YOUR ASSIGNMENT: The answer must consist only of the lines from the line with "the original spelling" to the line with "the query naming", both included, exactly as they stand below.

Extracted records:
──────────
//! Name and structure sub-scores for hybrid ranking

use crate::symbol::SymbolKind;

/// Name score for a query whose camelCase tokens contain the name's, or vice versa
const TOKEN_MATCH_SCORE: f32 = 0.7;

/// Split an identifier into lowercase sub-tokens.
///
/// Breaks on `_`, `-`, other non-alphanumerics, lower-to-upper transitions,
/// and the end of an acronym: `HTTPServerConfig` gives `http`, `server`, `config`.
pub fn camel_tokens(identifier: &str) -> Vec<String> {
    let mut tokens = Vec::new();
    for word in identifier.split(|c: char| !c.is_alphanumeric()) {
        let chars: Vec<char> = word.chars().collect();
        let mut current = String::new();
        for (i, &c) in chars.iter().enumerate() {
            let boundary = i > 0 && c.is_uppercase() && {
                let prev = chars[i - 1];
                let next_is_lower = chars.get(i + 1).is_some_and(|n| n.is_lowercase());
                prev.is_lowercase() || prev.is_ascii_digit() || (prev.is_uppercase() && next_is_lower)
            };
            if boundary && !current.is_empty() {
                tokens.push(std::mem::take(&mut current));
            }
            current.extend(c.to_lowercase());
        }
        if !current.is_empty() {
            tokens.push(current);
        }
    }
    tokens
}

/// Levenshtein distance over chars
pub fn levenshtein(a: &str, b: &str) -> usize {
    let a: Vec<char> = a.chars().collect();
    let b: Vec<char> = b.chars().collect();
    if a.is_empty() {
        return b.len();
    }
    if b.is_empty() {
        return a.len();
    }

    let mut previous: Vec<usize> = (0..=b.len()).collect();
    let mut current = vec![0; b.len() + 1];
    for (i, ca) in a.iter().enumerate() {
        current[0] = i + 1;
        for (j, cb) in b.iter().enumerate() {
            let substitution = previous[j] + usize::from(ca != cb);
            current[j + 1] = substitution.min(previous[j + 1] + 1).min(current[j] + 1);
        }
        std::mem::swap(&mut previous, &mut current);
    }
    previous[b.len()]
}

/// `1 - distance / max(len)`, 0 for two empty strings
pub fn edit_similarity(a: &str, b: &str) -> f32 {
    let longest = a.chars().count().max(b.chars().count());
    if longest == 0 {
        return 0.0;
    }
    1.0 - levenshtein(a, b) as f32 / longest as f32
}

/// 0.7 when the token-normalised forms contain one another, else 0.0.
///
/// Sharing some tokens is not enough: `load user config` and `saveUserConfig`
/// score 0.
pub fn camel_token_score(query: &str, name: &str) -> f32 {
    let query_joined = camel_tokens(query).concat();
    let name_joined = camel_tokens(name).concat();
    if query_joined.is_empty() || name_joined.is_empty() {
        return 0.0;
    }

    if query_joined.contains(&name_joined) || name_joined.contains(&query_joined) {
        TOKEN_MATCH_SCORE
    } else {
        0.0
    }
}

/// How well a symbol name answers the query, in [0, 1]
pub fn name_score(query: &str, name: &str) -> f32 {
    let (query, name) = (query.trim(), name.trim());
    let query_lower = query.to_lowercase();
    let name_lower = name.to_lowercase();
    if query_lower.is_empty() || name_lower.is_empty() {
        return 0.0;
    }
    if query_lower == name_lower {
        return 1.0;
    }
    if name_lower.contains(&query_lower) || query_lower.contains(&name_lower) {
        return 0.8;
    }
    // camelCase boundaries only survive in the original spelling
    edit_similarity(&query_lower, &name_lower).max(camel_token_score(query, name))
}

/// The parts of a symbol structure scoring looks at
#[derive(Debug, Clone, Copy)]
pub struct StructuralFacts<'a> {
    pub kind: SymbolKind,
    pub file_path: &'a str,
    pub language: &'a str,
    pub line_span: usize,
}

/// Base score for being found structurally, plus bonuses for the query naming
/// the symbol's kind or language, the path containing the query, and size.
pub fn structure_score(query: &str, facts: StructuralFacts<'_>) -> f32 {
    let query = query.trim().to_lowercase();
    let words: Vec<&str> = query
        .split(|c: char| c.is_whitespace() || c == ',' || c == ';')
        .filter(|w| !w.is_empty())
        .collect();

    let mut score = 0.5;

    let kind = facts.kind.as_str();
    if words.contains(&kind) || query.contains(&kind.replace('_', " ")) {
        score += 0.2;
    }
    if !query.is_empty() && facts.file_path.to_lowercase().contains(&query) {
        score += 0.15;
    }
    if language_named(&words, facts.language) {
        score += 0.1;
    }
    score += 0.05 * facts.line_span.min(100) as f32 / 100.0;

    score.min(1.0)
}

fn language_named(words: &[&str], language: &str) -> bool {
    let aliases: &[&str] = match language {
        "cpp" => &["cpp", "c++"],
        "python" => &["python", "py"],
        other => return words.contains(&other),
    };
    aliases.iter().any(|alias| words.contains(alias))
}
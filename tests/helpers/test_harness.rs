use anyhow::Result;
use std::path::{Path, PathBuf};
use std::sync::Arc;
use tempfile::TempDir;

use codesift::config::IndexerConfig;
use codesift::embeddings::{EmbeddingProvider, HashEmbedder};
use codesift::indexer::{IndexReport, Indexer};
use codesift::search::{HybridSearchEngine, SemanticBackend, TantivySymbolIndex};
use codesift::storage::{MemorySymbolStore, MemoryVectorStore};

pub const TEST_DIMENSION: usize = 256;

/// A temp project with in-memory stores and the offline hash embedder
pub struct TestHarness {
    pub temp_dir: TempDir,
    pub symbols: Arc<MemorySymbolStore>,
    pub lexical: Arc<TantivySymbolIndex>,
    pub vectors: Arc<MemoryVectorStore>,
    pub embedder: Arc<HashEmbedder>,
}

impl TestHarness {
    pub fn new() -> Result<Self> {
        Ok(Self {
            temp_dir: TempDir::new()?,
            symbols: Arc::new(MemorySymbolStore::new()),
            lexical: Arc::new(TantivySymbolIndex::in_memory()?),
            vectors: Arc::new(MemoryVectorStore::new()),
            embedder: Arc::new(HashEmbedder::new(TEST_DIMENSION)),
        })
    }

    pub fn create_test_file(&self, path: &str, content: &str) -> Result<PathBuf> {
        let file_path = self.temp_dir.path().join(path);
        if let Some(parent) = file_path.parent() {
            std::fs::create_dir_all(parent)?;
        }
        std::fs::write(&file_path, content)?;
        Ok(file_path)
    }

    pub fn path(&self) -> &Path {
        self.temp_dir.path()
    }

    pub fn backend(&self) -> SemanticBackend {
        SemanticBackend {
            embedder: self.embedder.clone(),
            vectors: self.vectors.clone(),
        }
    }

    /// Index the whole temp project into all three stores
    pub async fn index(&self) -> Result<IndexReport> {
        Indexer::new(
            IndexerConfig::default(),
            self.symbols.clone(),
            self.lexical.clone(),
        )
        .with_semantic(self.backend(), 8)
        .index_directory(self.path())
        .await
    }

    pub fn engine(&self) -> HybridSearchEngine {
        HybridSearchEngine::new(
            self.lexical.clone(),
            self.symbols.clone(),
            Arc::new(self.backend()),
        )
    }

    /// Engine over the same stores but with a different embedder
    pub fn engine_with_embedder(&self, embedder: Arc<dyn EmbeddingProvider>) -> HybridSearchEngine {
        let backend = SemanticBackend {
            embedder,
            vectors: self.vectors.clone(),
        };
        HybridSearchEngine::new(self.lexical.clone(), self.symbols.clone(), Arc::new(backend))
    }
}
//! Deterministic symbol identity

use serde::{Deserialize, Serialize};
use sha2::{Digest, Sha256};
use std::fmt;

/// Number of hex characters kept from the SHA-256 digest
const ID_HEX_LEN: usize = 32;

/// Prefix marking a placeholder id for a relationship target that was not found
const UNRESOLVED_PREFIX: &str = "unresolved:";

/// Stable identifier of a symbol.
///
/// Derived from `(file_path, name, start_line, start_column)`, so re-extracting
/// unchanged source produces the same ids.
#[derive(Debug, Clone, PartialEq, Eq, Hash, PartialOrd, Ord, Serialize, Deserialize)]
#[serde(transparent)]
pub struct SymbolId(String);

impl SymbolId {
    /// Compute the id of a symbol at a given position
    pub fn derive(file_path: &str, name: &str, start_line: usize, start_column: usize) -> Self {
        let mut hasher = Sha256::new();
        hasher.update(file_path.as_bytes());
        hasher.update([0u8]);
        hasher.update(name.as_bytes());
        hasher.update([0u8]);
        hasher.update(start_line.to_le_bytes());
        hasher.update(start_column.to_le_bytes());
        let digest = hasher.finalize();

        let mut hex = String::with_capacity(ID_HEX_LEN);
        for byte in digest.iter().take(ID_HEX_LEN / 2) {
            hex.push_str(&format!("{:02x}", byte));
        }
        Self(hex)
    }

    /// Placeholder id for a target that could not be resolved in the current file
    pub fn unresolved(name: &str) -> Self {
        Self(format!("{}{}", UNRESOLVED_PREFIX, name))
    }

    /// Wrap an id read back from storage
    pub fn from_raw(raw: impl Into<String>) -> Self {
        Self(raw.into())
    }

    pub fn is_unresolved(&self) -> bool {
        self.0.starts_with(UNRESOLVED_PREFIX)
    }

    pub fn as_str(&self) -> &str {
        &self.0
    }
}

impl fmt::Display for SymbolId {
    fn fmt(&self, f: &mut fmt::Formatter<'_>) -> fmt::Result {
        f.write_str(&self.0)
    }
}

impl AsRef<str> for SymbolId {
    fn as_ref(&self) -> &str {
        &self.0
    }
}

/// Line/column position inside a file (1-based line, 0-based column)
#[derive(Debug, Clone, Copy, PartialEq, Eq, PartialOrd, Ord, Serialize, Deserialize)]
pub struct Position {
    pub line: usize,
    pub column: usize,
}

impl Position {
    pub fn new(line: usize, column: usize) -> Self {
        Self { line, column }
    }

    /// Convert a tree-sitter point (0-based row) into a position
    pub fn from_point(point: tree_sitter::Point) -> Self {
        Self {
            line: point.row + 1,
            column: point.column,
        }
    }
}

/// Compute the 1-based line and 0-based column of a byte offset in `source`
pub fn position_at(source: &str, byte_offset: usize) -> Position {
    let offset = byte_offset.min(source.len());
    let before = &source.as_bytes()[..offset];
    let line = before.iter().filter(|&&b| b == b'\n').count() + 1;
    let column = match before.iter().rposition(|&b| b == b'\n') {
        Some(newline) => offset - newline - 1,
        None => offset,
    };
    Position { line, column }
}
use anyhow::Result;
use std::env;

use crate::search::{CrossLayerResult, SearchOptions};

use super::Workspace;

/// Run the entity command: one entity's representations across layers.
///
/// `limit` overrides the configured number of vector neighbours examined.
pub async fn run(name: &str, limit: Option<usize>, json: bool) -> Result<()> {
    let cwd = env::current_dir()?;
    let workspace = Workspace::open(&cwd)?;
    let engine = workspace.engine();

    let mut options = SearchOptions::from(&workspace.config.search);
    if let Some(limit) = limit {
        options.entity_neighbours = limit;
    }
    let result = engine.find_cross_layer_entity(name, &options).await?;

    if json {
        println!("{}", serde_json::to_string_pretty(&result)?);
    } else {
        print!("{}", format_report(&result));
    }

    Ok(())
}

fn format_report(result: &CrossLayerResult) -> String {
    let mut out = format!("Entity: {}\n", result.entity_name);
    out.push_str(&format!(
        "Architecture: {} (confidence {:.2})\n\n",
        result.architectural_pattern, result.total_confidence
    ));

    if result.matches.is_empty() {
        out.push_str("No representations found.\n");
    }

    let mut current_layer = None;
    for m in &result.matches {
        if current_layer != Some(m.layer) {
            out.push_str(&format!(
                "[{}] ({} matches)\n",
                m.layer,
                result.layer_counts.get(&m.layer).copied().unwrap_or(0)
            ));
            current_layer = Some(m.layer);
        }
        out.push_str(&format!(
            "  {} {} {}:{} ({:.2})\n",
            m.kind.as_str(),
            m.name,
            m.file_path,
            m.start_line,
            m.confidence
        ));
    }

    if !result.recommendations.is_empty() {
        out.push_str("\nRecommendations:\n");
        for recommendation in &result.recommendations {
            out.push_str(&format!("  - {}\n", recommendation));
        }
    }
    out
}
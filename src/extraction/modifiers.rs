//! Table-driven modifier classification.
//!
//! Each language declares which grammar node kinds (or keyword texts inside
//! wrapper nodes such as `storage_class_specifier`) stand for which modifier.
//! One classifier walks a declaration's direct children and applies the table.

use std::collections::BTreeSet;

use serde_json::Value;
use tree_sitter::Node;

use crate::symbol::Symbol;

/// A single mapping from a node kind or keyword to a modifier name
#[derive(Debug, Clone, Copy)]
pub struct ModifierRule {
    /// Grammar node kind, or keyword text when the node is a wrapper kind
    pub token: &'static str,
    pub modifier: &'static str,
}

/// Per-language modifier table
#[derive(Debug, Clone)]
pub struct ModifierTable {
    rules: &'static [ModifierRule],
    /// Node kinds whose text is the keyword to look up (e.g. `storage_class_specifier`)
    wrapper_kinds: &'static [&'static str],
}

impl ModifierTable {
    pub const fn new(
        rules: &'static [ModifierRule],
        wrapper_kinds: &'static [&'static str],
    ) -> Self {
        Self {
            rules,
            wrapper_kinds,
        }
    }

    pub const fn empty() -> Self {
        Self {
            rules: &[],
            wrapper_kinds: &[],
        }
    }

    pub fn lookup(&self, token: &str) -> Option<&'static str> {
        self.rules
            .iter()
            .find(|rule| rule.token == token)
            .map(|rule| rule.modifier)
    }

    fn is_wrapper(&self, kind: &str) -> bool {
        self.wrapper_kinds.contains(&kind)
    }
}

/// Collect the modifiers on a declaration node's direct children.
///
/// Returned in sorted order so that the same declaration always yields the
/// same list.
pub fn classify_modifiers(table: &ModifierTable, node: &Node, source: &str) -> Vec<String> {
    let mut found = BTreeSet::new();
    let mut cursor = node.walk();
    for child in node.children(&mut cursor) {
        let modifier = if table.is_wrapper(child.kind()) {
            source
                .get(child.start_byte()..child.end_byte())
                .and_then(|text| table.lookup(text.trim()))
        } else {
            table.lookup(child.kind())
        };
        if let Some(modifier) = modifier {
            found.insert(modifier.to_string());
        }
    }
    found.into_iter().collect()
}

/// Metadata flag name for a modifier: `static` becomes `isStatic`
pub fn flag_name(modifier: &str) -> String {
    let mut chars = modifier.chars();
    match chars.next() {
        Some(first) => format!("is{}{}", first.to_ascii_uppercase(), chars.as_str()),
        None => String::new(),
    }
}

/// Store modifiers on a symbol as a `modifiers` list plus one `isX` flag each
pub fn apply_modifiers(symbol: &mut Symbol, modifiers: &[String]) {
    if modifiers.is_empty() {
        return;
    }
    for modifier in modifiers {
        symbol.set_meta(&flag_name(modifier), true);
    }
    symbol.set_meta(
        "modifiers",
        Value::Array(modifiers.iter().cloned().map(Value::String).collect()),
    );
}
──────────
ANSWER:
    // camelCase boundaries only survive in the original spelling
    edit_similarity(&query_lower, &name_lower).max(camel_token_score(query, name))
}

/// The parts of a symbol structure scoring looks at
#[derive(Debug, Clone, Copy)]
pub struct StructuralFacts<'a> {
    pub kind: SymbolKind,
    pub file_path: &'a str,
    pub language: &'a str,
    pub line_span: usize,
}

/// Base score for being found structurally, plus bonuses for the query naming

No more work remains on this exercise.